## Data shown

::::::::

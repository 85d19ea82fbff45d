//! Schema bootstrap command

use anyhow::{Context, Result};
use clap::Parser;

use usersvc_server::db::{create_pool, migrations};
use usersvc_server::DbConfig;

use super::DbArgs;

/// Arguments for the migrate command
#[derive(Parser, Debug)]
pub struct MigrateArgs {
    #[command(flatten)]
    pub db: DbArgs,
}

/// Create the users table if it does not exist, then exit
pub async fn run_migrate(args: MigrateArgs) -> Result<()> {
    let pool = create_pool(&DbConfig::from(args.db))
        .await
        .context("Failed to create database pool")?;

    migrations::run(&pool)
        .await
        .context("Failed to create users table")?;

    pool.close().await;
    println!("users table ready");
    Ok(())
}
//! Tracing setup for the usersvc binary
//!
//! Console logging always; OTLP span export with the `telemetry` feature
//! and `--otel`.
//!
//! Environment variables:
//!   RUST_LOG                          # Log filter (default: info, or debug with --debug)
//!   OTEL_EXPORTER_OTLP_ENDPOINT       # OTLP endpoint (default: http://localhost:4317)
//!   OTEL_SERVICE_NAME                 # Service name (default: usersvc)

use anyhow::{anyhow, Result};
use tracing_subscriber::EnvFilter;

/// Tracing configuration options
#[derive(Debug, Clone, Default)]
pub struct TracingConfig {
    /// Default to debug level when RUST_LOG is unset
    pub debug: bool,
    /// Export spans over OTLP
    pub otel: bool,
}

impl TracingConfig {
    /// RUST_LOG wins; otherwise `debug` or `info`.
    fn filter(&self) -> EnvFilter {
        let fallback = if self.debug { "debug" } else { "info" };
        EnvFilter::try_from_default_env().unwrap_or_else(|_| EnvFilter::new(fallback))
    }
}

fn init_console(config: &TracingConfig) -> Result<()> {
    tracing_subscriber::fmt()
        .with_env_filter(config.filter())
        .with_target(config.debug)
        .compact()
        .try_init()
        .map_err(|err| anyhow!(err))
}

#[cfg(feature = "telemetry")]
fn init_with_otel(config: &TracingConfig) -> Result<()> {
    use opentelemetry::trace::TracerProvider as _;
    use opentelemetry::KeyValue;
    use opentelemetry_otlp::WithExportConfig;
    use opentelemetry_sdk::trace::TracerProvider;
    use tracing_subscriber::{layer::SubscriberExt, util::SubscriberInitExt};

    let endpoint = std::env::var("OTEL_EXPORTER_OTLP_ENDPOINT")
        .unwrap_or_else(|_| "http://localhost:4317".to_string());
    let service_name =
        std::env::var("OTEL_SERVICE_NAME").unwrap_or_else(|_| "usersvc".to_string());

    let exporter = opentelemetry_otlp::SpanExporter::builder()
        .with_tonic()
        .with_endpoint(&endpoint)
        .build()
        .map_err(|e| anyhow!("Failed to create OTLP exporter: {}", e))?;

    let provider = TracerProvider::builder()
        .with_batch_exporter(exporter, opentelemetry_sdk::runtime::Tokio)
        .with_resource(opentelemetry_sdk::Resource::new(vec![KeyValue::new(
            "service.name",
            service_name.clone(),
        )]))
        .build();

    let tracer = provider.tracer("usersvc");
    // Keep the provider alive globally; dropping it stops export
    let _ = opentelemetry::global::set_tracer_provider(provider);

    tracing_subscriber::registry()
        .with(config.filter())
        .with(
            tracing_subscriber::fmt::layer()
                .with_target(config.debug)
                .compact(),
        )
        .with(tracing_opentelemetry::layer().with_tracer(tracer))
        .try_init()
        .map_err(|err| anyhow!(err))?;

    tracing::info!(endpoint = %endpoint, service = %service_name, "OpenTelemetry tracing initialized");
    Ok(())
}

/// Flush pending spans
#[cfg(feature = "telemetry")]
pub fn shutdown_otel() {
    opentelemetry::global::shutdown_tracer_provider();
}

#[cfg(not(feature = "telemetry"))]
pub fn shutdown_otel() {}

/// Initialize tracing, with OTLP export when requested and compiled in.
pub fn init(config: &TracingConfig) -> Result<()> {
    #[cfg(feature = "telemetry")]
    if config.otel {
        return init_with_otel(config);
    }

    #[cfg(not(feature = "telemetry"))]
    if config.otel {
        init_console(config)?;
        tracing::warn!("--otel ignored: built without the telemetry feature");
        return Ok(());
    }

    init_console(config)
}
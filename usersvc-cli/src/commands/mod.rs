//! Subcommand implementations

pub mod check;
pub mod migrate;
pub mod serve;

use std::path::PathBuf;

use clap::Args;
use usersvc_server::config::DEFAULT_MAX_CONNECTIONS;
use usersvc_server::DbConfig;

/// Database connection arguments shared by every subcommand.
///
/// The port is always 3306 and TLS is always on.
#[derive(Args, Debug, Clone)]
pub struct DbArgs {
    /// Database host
    #[arg(long, env = "DB_HOST")]
    pub db_host: String,

    /// Database user
    #[arg(long, env = "DB_USER")]
    pub db_user: String,

    /// Database password
    #[arg(long, env = "DB_PASSWORD", hide_env_values = true)]
    pub db_password: String,

    /// Database name
    #[arg(long, env = "DB_NAME")]
    pub db_name: String,

    /// CA bundle to verify the server certificate against
    #[arg(long, env = "DB_SSL_CA")]
    pub db_ssl_ca: Option<PathBuf>,

    /// Maximum pooled connections
    #[arg(
        long,
        env = "DB_MAX_CONNECTIONS",
        default_value_t = DEFAULT_MAX_CONNECTIONS,
        value_parser = clap::value_parser!(u32).range(1..)
    )]
    pub db_max_connections: u32,
}

impl From<DbArgs> for DbConfig {
    fn from(args: DbArgs) -> Self {
        Self {
            host: args.db_host,
            user: args.db_user,
            password: args.db_password,
            database: args.db_name,
            ssl_ca: args.db_ssl_ca,
            max_connections: args.db_max_connections,
        }
    }
}
use crate::config::CampConfig;
use crate::crn::Crn;
use crate::session::{PageSession, SessionError};
use tokio::time::sleep;
use tracing::debug;

// Visible labels on the Banner registration surface.
pub const ENTER_CRNS_TAB: &str = "Enter CRNs";
pub const CRN_LABEL: &str = "CRN";
pub const ADD_TO_SUMMARY: &str = "Add to Summary";
pub const SUBMIT: &str = "Submit";

#[derive(thiserror::Error, Debug)]
pub enum AttemptError {
    #[error("No course codes to submit")]
    EmptyBatch,

    #[error("{stage}: {source}")]
    Stage {
        stage: &'static str,
        #[source]
        source: SessionError,
    },
}

fn stage(stage: &'static str) -> impl FnOnce(SessionError) -> AttemptError {
    move |source| AttemptError::Stage { stage, source }
}

/// Drive one complete reservation attempt: position the session, enter every
/// code, submit the pending set once, and leave the page settled so the
/// caller can classify it. Retrying is the scheduler's job, not ours.
pub async fn run_attempt<S: PageSession + ?Sized>(
    session: &mut S,
    crns: &[Crn],
    config: &CampConfig,
) -> Result<(), AttemptError> {
    if crns.is_empty() {
        return Err(AttemptError::EmptyBatch);
    }

    // Positioning is idempotent: already being on the page is a no-op.
    let here = session
        .current_url()
        .await
        .map_err(stage("reading current location"))?;
    if !here.contains(&config.url_hint) {
        session
            .navigate(&config.register_url)
            .await
            .map_err(stage("navigating to registration page"))?;
    }

    // The tab is conditionally absent depending on UI state, so not finding
    // it within the short timeout means code entry is already active.
    match session
        .click_labeled(ENTER_CRNS_TAB, config.tab_timeout())
        .await
    {
        Ok(()) => {}
        Err(SessionError::Timeout { .. }) => {
            debug!("'{ENTER_CRNS_TAB}' tab not clickable; assuming code entry is active");
        }
        Err(e) => return Err(AttemptError::Stage {
            stage: "activating code entry",
            source: e,
        }),
    }

    // One code at a time; the UI needs a beat to absorb each addition.
    for crn in crns {
        session
            .fill_input_after_label(CRN_LABEL, crn.as_str(), config.control_timeout())
            .await
            .map_err(stage("entering course code"))?;
        session
            .click_labeled(ADD_TO_SUMMARY, config.control_timeout())
            .await
            .map_err(stage("adding code to summary"))?;
        sleep(config.entry_settle()).await;
    }

    // Banner processes the whole pending set in one submission.
    session
        .click_labeled(SUBMIT, config.control_timeout())
        .await
        .map_err(stage("submitting registration"))?;

    // Result messages render asynchronously.
    sleep(config.submit_settle()).await;

    Ok(())
}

::::::::

## Task details
Which lines above run from the one containing "endpoint (default: http://localhost:4317)" down to the one containing "pub struct TracingConfig"? Repeat exactly those, both ends included, and nothing else.

## Your solution
//!   OTEL_EXPORTER_OTLP_ENDPOINT       # OTLP endpoint (default: http://localhost:4317)
//!   OTEL_SERVICE_NAME                 # Service name (default: usersvc)

use anyhow::{anyhow, Result};
use tracing_subscriber::EnvFilter;

/// Tracing configuration options
#[derive(Debug, Clone, Default)]
pub struct TracingConfig {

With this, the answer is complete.